• **How to complete this task**: Scan the records below and copy every line that contains the string "ExtractionConfig".

=== Begin Enclosure ===

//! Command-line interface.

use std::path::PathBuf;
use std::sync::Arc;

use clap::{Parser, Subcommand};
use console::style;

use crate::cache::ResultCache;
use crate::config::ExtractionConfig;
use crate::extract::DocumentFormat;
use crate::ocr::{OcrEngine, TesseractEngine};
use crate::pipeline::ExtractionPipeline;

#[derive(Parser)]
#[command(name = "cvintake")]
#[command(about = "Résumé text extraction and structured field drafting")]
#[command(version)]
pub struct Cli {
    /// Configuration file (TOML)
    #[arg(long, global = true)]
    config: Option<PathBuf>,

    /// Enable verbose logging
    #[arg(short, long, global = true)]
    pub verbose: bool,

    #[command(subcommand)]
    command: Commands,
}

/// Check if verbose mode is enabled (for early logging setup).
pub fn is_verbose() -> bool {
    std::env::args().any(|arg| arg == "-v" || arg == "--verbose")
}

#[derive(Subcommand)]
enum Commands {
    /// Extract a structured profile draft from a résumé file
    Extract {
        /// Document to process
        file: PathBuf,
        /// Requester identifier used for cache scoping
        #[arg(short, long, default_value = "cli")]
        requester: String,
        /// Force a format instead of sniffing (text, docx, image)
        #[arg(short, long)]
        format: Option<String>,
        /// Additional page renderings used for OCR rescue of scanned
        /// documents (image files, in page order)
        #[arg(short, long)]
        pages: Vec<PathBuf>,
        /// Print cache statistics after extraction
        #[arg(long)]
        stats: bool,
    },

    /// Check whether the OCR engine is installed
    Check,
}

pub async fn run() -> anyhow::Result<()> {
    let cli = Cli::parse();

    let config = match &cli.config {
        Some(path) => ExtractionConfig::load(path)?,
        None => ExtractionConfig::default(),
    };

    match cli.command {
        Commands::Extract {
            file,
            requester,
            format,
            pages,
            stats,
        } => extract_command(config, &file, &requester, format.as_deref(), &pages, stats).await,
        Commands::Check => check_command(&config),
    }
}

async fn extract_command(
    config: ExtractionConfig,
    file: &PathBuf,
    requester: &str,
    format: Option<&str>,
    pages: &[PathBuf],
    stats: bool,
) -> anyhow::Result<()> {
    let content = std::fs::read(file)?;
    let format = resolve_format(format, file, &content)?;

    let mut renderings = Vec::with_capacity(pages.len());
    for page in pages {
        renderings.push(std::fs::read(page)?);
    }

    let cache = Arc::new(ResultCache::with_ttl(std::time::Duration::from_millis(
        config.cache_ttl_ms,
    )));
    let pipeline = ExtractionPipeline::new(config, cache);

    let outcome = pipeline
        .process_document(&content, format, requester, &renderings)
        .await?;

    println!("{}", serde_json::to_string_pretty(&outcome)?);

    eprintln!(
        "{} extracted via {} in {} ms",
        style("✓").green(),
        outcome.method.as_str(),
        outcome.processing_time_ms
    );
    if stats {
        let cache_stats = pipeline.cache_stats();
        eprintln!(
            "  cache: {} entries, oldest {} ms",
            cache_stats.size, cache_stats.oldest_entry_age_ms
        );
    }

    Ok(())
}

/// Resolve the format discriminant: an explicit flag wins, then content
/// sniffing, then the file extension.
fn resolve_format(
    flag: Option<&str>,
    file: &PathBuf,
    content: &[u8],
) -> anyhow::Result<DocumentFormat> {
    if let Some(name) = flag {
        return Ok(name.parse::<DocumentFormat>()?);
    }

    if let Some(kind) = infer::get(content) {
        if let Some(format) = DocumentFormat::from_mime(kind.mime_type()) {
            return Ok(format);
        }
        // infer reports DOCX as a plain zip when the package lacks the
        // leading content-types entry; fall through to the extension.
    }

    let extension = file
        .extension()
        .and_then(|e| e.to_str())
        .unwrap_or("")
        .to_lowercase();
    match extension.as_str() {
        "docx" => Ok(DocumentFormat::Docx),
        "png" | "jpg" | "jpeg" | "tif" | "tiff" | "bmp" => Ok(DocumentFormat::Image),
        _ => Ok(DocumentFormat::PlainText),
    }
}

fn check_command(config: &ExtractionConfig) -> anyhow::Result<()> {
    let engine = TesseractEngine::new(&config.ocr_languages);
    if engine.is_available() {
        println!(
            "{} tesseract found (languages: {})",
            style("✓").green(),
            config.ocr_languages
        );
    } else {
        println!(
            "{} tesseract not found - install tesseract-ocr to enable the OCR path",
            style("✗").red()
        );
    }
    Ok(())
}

=== End Enclosure ===
=== Begin Enclosure ===

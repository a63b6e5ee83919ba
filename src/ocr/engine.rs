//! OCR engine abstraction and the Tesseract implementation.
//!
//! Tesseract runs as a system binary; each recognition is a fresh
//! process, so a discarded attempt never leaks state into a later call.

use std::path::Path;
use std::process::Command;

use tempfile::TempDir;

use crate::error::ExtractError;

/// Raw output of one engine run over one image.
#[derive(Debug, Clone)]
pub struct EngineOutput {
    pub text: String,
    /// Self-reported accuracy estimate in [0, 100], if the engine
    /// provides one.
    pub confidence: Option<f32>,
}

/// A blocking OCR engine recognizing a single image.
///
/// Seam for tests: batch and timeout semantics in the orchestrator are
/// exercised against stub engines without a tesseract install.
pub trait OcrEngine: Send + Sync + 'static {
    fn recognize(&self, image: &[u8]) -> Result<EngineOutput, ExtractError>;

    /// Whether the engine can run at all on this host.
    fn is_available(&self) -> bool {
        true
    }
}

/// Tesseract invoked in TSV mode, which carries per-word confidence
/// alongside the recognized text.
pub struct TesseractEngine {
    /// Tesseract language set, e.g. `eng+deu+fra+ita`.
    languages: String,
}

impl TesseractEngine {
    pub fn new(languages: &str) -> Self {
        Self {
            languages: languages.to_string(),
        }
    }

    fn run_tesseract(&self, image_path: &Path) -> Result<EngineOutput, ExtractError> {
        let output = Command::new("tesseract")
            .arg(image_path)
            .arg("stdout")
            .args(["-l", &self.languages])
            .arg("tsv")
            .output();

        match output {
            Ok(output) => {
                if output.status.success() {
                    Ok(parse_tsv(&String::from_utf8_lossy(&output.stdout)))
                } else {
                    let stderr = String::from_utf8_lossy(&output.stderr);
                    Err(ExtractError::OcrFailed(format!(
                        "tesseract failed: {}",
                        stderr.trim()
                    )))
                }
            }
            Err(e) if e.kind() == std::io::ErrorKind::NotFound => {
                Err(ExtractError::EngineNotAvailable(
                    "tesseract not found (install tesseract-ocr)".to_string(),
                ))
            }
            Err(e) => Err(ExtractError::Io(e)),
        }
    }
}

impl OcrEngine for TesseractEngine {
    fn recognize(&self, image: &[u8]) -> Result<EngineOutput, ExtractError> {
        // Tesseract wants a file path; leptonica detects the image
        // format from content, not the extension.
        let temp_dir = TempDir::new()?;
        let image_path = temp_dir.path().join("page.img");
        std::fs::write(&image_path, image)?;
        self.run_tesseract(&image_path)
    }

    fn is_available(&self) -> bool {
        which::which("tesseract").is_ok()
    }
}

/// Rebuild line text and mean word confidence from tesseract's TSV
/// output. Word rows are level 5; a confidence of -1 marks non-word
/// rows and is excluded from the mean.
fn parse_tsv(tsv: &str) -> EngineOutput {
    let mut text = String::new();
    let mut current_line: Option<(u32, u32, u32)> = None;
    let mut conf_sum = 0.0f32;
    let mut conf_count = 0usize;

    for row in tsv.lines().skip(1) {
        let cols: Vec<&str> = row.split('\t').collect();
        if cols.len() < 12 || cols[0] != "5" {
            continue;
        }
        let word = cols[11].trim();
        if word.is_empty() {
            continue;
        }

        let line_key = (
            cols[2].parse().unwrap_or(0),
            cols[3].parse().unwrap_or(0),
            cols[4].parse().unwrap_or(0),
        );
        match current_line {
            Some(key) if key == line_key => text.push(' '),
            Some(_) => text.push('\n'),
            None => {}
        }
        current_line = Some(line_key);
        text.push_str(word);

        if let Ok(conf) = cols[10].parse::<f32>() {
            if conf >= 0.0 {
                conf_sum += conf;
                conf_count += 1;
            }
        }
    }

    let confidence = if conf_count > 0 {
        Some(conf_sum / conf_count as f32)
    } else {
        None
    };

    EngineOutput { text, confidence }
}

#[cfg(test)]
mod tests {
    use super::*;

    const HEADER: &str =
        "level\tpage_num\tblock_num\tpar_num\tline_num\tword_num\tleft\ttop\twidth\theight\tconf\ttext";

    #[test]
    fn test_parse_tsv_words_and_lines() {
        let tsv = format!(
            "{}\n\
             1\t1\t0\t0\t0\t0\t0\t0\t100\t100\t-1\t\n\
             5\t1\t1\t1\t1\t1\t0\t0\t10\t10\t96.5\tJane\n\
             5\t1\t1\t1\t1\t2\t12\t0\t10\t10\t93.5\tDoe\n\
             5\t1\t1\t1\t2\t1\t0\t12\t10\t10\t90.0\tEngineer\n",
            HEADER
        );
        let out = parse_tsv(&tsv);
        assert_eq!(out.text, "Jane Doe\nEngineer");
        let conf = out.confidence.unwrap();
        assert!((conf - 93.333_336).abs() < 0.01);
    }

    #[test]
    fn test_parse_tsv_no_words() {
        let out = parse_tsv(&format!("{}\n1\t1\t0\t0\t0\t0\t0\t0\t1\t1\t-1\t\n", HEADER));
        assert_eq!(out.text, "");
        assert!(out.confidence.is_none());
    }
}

=== End Enclosure ===

• **Problem solution**:
use crate::config::ExtractionConfig;
        Some(path) => ExtractionConfig::load(path)?,
        None => ExtractionConfig::default(),
    config: ExtractionConfig,
fn check_command(config: &ExtractionConfig) -> anyhow::Result<()> {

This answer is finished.